The druggist would formerly have taken good care not to use such an expression, but he was cultivating a gay Parisian style, which he thought in the best taste; and, like his neighbour, Madame Bovary, he questioned the clerk curiously about the customs of the capital; he even talked slang to dazzle the bourgeois, saying bender, crummy, dandy, macaroni, the cheese, cut my stick and "I'll hook it," for "I am going."
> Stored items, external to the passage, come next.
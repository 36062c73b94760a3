// SPDX-License-Identifier: Apache-2.0
// Copyright 2026 the survnet-core contributors
//
// Licensed under the Apache License, Version 2.0 (the "License");
// you may not use this file except in compliance with the License.
// You may obtain a copy of the License at
//
//     http://www.apache.org/licenses/LICENSE-2.0
//
// Unless required by applicable law or agreed to in writing, software
// distributed under the License is distributed on an "AS IS" BASIS,
// WITHOUT WARRANTIES OR CONDITIONS OF ANY KIND, either express or implied.
// See the License for the specific language governing permissions and
// limitations under the License.

use std::fmt::{Display, Formatter};
use std::ops::{Add, Mul, Neg, Sub};

#[cfg(feature = "serde")]
use serde::{Deserialize, Serialize};

use super::Polar;

/// A point or displacement in feet, east/north/vertical.
///
/// `Vector3D` is the sole position representation the core uses past the
/// kernel: stations, shot deltas and solver corrections are all expressed in
/// this frame (`spec.md` §3). It carries no unit tag because feet is the
/// crate's fixed internal unit for this quantity — see
/// [`crate::measurements::Length`] for the unit-tagged form used while still
/// parsing a reading.
#[derive(Copy, Clone, PartialEq, Debug, Default)]
#[cfg_attr(feature = "serde", derive(Serialize, Deserialize))]
pub struct Vector3D {
    pub east: f64,
    pub north: f64,
    pub vertical: f64,
}

impl Vector3D {
    pub const ZERO: Vector3D = Vector3D {
        east: 0.0,
        north: 0.0,
        vertical: 0.0,
    };

    pub fn new(east: f64, north: f64, vertical: f64) -> Self {
        Self {
            east,
            north,
            vertical,
        }
    }

    /// Euclidean length of this vector, in feet.
    pub fn length(&self) -> f64 {
        (self.east * self.east + self.north * self.north + self.vertical * self.vertical).sqrt()
    }

    /// Converts this displacement to its polar representation: slope
    /// distance, azimuth in degrees clockwise from north, and inclination in
    /// degrees above the horizontal.
    ///
    /// `len = 0` returns a zero-length polar with `azimuth = inclination =
    /// 0.0`, matching the solver's convention that a zero-length shot
    /// contributes an identity correction (`spec.md` §8).
    pub fn to_polar(&self) -> Polar {
        Polar::from_vector(self)
    }
}

impl Add for Vector3D {
    type Output = Vector3D;

    fn add(self, rhs: Vector3D) -> Vector3D {
        Vector3D::new(
            self.east + rhs.east,
            self.north + rhs.north,
            self.vertical + rhs.vertical,
        )
    }
}

impl Sub for Vector3D {
    type Output = Vector3D;

    fn sub(self, rhs: Vector3D) -> Vector3D {
        Vector3D::new(
            self.east - rhs.east,
            self.north - rhs.north,
            self.vertical - rhs.vertical,
        )
    }
}

impl Neg for Vector3D {
    type Output = Vector3D;

    fn neg(self) -> Vector3D {
        Vector3D::new(-self.east, -self.north, -self.vertical)
    }
}

impl Mul<f64> for Vector3D {
    type Output = Vector3D;

    fn mul(self, rhs: f64) -> Vector3D {
        Vector3D::new(self.east * rhs, self.north * rhs, self.vertical * rhs)
    }
}

impl Display for Vector3D {
    fn fmt(&self, f: &mut Formatter<'_>) -> std::fmt::Result {
        write!(f, "({:.3}, {:.3}, {:.3})", self.east, self.north, self.vertical)
    }
}
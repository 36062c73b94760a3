// SPDX-License-Identifier: Apache-2.0
// Copyright 2026 the survnet-core contributors
//
// Licensed under the Apache License, Version 2.0 (the "License");
// you may not use this file except in compliance with the License.
// You may obtain a copy of the License at
//
//     http://www.apache.org/licenses/LICENSE-2.0
//
// Unless required by applicable law or agreed to in writing, software
// distributed under the License is distributed on an "AS IS" BASIS,
// WITHOUT WARRANTIES OR CONDITIONS OF ANY KIND, either express or implied.
// See the License for the specific language governing permissions and
// limitations under the License.

//! Resolves the Open Question in `spec.md` §9: "the datum table is
//! declared to exactly match the calculator's list, but the list is not
//! reproduced". This table is `survnet-core`'s documented answer, covering
//! the datum names that recur across cave-surveying calculator
//! implementations. It is intentionally small and exact-match (case
//! sensitive, per `spec.md` §4.1); hosts needing a different list can
//! construct a [`crate::project::Project`] directly and skip the check in
//! [`crate::project::parse_project`].

const KNOWN_DATUMS: &[&str] = &[
    "WGS 1984",
    "WGS84",
    "NAD 1927",
    "NAD27",
    "NAD 1983",
    "NAD83",
    "European 1950",
    "ED50",
    "Ordnance Survey of Great Britain 1936",
    "OSGB36",
    "Tokyo",
    "WGS 1972",
    "WGS72",
];

/// Whether `name` exactly matches one of the recognised datum names.
pub fn is_known_datum(name: &str) -> bool {
    KNOWN_DATUMS.contains(&name)
}
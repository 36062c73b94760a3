// SPDX-License-Identifier: Apache-2.0
// Copyright 2026 the survnet-core contributors
//
// Licensed under the Apache License, Version 2.0 (the "License");
// you may not use this file except in compliance with the License.
// You may obtain a copy of the License at
//
//     http://www.apache.org/licenses/LICENSE-2.0
//
// Unless required by applicable law or agreed to in writing, software
// distributed under the License is distributed on an "AS IS" BASIS,
// WITHOUT WARRANTIES OR CONDITIONS OF ANY KIND, either express or implied.
// See the License for the specific language governing permissions and
// limitations under the License.

//! The assembled network (`spec.md` §3 `SurveyNetwork`): every station and
//! shot from every parsed survey file, merged under link-based renaming,
//! with the cached adjacency the propagator and solver both walk.

mod assembler;
mod station;

pub use assembler::assemble;
pub use station::{NetworkShot, NetworkShotFlags, Station};

use indexmap::{IndexMap, IndexSet};

#[cfg(feature = "serde")]
use serde::{Deserialize, Serialize};

/// A fully merged network: stations, directed shots, the anchor set, and a
/// cached undirected adjacency (`spec.md` §3, §4.6).
///
/// `adjacency` maps a station name to its `(neighbour, shot index)` pairs in
/// insertion order — the order shots were read from their owning files —
/// since station/neighbour enumeration order is an observable contract for
/// [`crate::propagate::propagate`] (`spec.md` §4.6/§5).
#[derive(Clone, Debug, Default)]
#[cfg_attr(feature = "serde", derive(Serialize, Deserialize))]
pub struct SurveyNetwork {
    pub stations: IndexMap<String, Station>,
    pub shots: Vec<NetworkShot>,
    pub anchors: IndexSet<String>,
    pub adjacency: IndexMap<String, Vec<(String, usize)>>,
}

impl SurveyNetwork {
    /// The delta and orientation-resolved direction of traversing `shot`
    /// starting from `from`: `(delta, to)`. If `from` is the shot's recorded
    /// `to` station instead, the delta is negated.
    pub fn traverse(&self, shot_index: usize, from: &str) -> (crate::geom::Vector3D, &str) {
        let shot = &self.shots[shot_index];
        if shot.from == from {
            (shot.delta, shot.to.as_str())
        } else {
            (-shot.delta, shot.from.as_str())
        }
    }
}

#[cfg(test)]
mod tests {
    use super::*;
    use crate::geom::Vector3D;

    #[test]
    fn traverse_negates_delta_in_reverse_direction() {
        let mut network = SurveyNetwork::default();
        network.shots.push(NetworkShot {
            from: "A".to_string(),
            to: "B".to_string(),
            delta: Vector3D::new(1.0, 2.0, 3.0),
            length_ft: Vector3D::new(1.0, 2.0, 3.0).length(),
            flags: NetworkShotFlags::default(),
        });

        let (delta, to) = network.traverse(0, "A");
        assert_eq!(delta, Vector3D::new(1.0, 2.0, 3.0));
        assert_eq!(to, "B");

        let (delta, to) = network.traverse(0, "B");
        assert_eq!(delta, Vector3D::new(-1.0, -2.0, -3.0));
        assert_eq!(to, "A");
    }
}
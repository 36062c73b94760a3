// SPDX-License-Identifier: Apache-2.0
// Copyright 2026 the survnet-core contributors
//
// Licensed under the Apache License, Version 2.0 (the "License");
// you may not use this file except in compliance with the License.
// You may obtain a copy of the License at
//
//     http://www.apache.org/licenses/LICENSE-2.0
//
// Unless required by applicable law or agreed to in writing, software
// distributed under the License is distributed on an "AS IS" BASIS,
// WITHOUT WARRANTIES OR CONDITIONS OF ANY KIND, either express or implied.
// See the License for the specific language governing permissions and
// limitations under the License.

//! The survey-file parser (`spec.md` §4.2): form-feed separated surveys,
//! each with a label-anchored header and whitespace-separated shot rows.

pub mod format;
mod header;
mod shot;
mod units;

pub use format::{BacksightMode, BearingUnit, DistanceUnit, FormatDescriptor, InclinationUnit, LrudItem, ShotItem};
pub use header::{BacksightCorrections, FrontsightCorrections, SurveyDate, SurveyHeader};
pub use shot::{Backsight, Lrud, Shot, ShotFlags};
pub use units::InclinationReading;

use crate::error::Diagnostics;

const FORM_FEED: u8 = 0x0C;
const CTRL_Z: u8 = 0x1A;

/// A fully parsed survey: its header plus an ordered list of shots
/// (`spec.md` §3 `Survey`).
#[derive(Clone, PartialEq, Debug)]
pub struct Survey {
    pub header: SurveyHeader,
    pub shots: Vec<Shot>,
}

impl Survey {
    pub fn cave_name(&self) -> &str {
        &self.header.cave_name
    }

    pub fn survey_name(&self) -> &str {
        &self.header.survey_name
    }
}

fn bytes_to_text(bytes: &[u8]) -> String {
    let end = bytes.iter().position(|&b| b == CTRL_Z).unwrap_or(bytes.len());
    bytes[..end].iter().map(|&b| b as char).collect()
}

/// Splits `text` on form-feed bytes, each of which separates one survey
/// from the next regardless of whether it sits alone on a line or trails
/// the previous line (`spec.md` §4.2).
fn split_surveys(text: &str) -> Vec<&str> {
    text.split(FORM_FEED as char).collect()
}

/// Splits a single survey's text into its header block and shot-row lines.
/// The first blank line is the header/shot delimiter the format calls out
/// as "consumed and discarded"; everything before it is header text,
/// everything after is shot rows.
fn split_header_and_rows(block: &str) -> (&str, &str) {
    match block.find("\n\n") {
        Some(pos) => (&block[..pos], &block[pos + 2..]),
        None => (block, ""),
    }
}

/// Parses a survey-file byte stream into its constituent [`Survey`]s.
///
/// `file` labels any `survey.row` diagnostics produced; header failures are
/// fatal only for the offending survey (`spec.md` §7) — other surveys in
/// the stream still parse.
pub fn parse_survey(bytes: &[u8], file: &str) -> (Vec<Survey>, Diagnostics) {
    let mut diagnostics = Diagnostics::new();
    let text = bytes_to_text(bytes);

    let mut surveys = Vec::new();
    for block in split_surveys(&text) {
        if block.trim().is_empty() {
            continue;
        }

        let mut lines = block.lines();
        let cave_name = lines.next().unwrap_or("").trim().to_string();
        let rest: String = lines.collect::<Vec<_>>().join("\n");
        let (header_text, rows_text) = split_header_and_rows(&rest);

        let header = match header::parse_header(&cave_name, header_text, file) {
            Ok(header) => header,
            Err(err) => {
                diagnostics.push(err);
                continue;
            }
        };

        let mut shots = Vec::new();
        for (index, line) in rows_text.lines().enumerate() {
            if line.trim().is_empty() {
                continue;
            }
            match shot::parse_shot_row(line, &header.format, file, &header.survey_name, index) {
                Ok(shot) => shots.push(shot),
                Err(err) => diagnostics.push(err),
            }
        }

        surveys.push(Survey { header, shots });
    }

    (surveys, diagnostics)
}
So one Thursday Emma was surprised to meet Monsieur Homais in the kitchen of the "Lion d'Or," wearing a traveller's costume, that is to say, wrapped in an old cloak which no one knew he had, while he carried a valise in one hand and the foot-warmer of his establishment in the other. He had confided his intentions to no one, for fear of causing the public anxiety by his absence.
The idea of seeing again the place where his youth had been spent no doubt excited him, for during the whole journey he never ceased talking, and as soon as he had arrived, he jumped quickly out of the diligence to go in search of Leon. In vain the clerk tried to get rid of him. Monsieur Homais dragged him off to the large Cafe de la Normandie, which he entered majestically, not raising his hat, thinking it very provincial to uncover in any public place.
Emma waited for Leon three quarters of an hour. At last she ran to his office; and, lost in all sorts of conjectures, accusing him of indifference, and reproaching herself for her weakness, she spent the afternoon, her face pressed against the window-panes.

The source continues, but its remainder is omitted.